実は、ビッグデータ解析をするためには、コロナウィルスの陽性データや入院データは必須ではありません。インフルエンザの流行の予測には、病院の患者数の報告データよりも、Googleのキーワード検索のデータを使った予測の方が早期に実態を把握できることが分かっています。病院やショッピングモールの入り口で体温測定をするシステムがあります。この体温データとスマホの位置情報を組み合わせれば、個人ごとの体温測定データができます。より直接的には、アップルウォッチのデータが使えます。入院しているかどうかは、位置情報があれば、推定可能です。これらのデータを使い、コロナウィルス前と、コロナウィルス後のデータの差を説明するモデルを作れば、コロナウィルスのリスク管理モデルを作ることができます。

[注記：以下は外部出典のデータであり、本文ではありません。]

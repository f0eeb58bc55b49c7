use std::net::SocketAddr;

use metrics_exporter_prometheus::BuildError;

// ── RED metrics (request-driven) ────────────────────────────────

/// Counter: finished booking requests. Labels: outcome.
pub const BOOKINGS_TOTAL: &str = "seatlock_bookings_total";

/// Counter: booking attempts, including retries.
pub const BOOKING_ATTEMPTS_TOTAL: &str = "seatlock_booking_attempts_total";

/// Counter: attempts retried after a transient failure. Labels: reason.
pub const BOOKING_RETRIES_TOTAL: &str = "seatlock_booking_retries_total";

/// Histogram: end-to-end booking latency in seconds, retries included.
pub const BOOKING_DURATION_SECONDS: &str = "seatlock_booking_duration_seconds";

/// Counter: quota checks that came back denied. Labels: resource, reason.
pub const QUOTA_DENIALS_TOTAL: &str = "seatlock_quota_denials_total";

/// Counter: reservation lifecycle transitions. Labels: to.
pub const STATUS_TRANSITIONS_TOTAL: &str = "seatlock_status_transitions_total";

// ── USE metrics (resource utilization) ──────────────────────────

/// Gauge: tenants held by the store.
pub const TENANTS_ACTIVE: &str = "seatlock_tenants_active";

/// Histogram: WAL group-commit flush duration in seconds.
pub const WAL_FLUSH_DURATION_SECONDS: &str = "seatlock_wal_flush_duration_seconds";

/// Histogram: WAL group-commit batch size (commits per flush).
pub const WAL_FLUSH_BATCH_SIZE: &str = "seatlock_wal_flush_batch_size";

/// Install Prometheus metrics exporter on the given port. No-op if port is None.
pub fn init(port: Option<u16>) -> Result<(), BuildError> {
    let Some(port) = port else { return Ok(()) };
    let addr: SocketAddr = ([0, 0, 0, 0], port).into();
    metrics_exporter_prometheus::PrometheusBuilder::new()
        .with_http_listener(addr)
        .install()?;
    tracing::info!("metrics endpoint: http://0.0.0.0:{port}/metrics");
    Ok(())
}

/// Install a fmt subscriber honouring `RUST_LOG`. Safe to call more than once;
/// later calls leave the first subscriber in place.
pub fn init_tracing() {
    let _ = tracing_subscriber::fmt()
        .with_env_filter(
            tracing_subscriber::EnvFilter::try_from_default_env()
                .unwrap_or_else(|_| tracing_subscriber::EnvFilter::new("info")),
        )
        .try_init();
}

スマホでアプリをインストールする時に、データの取り扱いについての契約条件が書かれています。この契約条件でグレーな点は、お試しでビッグデータで解析する部分で、契約条件には、明示してはいませんが、お試しでは自由にデータが使えるようになっています。例えば、スマホ所有者の不利益になるように、データを使わないと書かれていたとします。この条件判断は、お試しの解析をして、解析結果を公開する段階にならないと、契約条件に適合するか否かの判断はできません。つまり、白黒が分かる境界までは解析者の領土になります。

第2の仮説は、「ビッグデータによるコロナウィルスのリスク管理モデルは、既に、出来ているが、経済的利益を生まないために、存在が、知られていない。」というものです。おそらく、お試しで、コロナウイルスリスク管理モデルは作られているはずです。このモデルは完全ではないにしても、例えば、リスクを半分くらいに落とすことを目標に開発すれば、さほど、無理なくモデル化はできると思われます。そこで、仮に、こうしたお試し版のリスク管理モデルが既に開発されていると仮定します。巨大IT企業は、このモデルをどう使うか考えてみます。簡単に言えば、リスク管理モデルをお金にする方法があるかという問題になります。たとえば、健康管理アプリの一部に、コロナのリスク管理モデルと明示せずに、このモデルを組みこめば、効果があると思われます。一方で、コロナのリスク管理モデルを作っていることを開示してしまうことは、経済的な損失につながります。なぜなら、現在、巨大IT企業は、独占禁止法やプライバシーの侵害に関する裁判を欧米で起こされているからです。個人情報が、解析されていることが事実であっても、できるだけ、それとわからないように、その手法を利益につなげることが、IT企業の基本スタンスと思われます。

まとめますと、筆者は第2の仮説が尤もらしいとおもっています。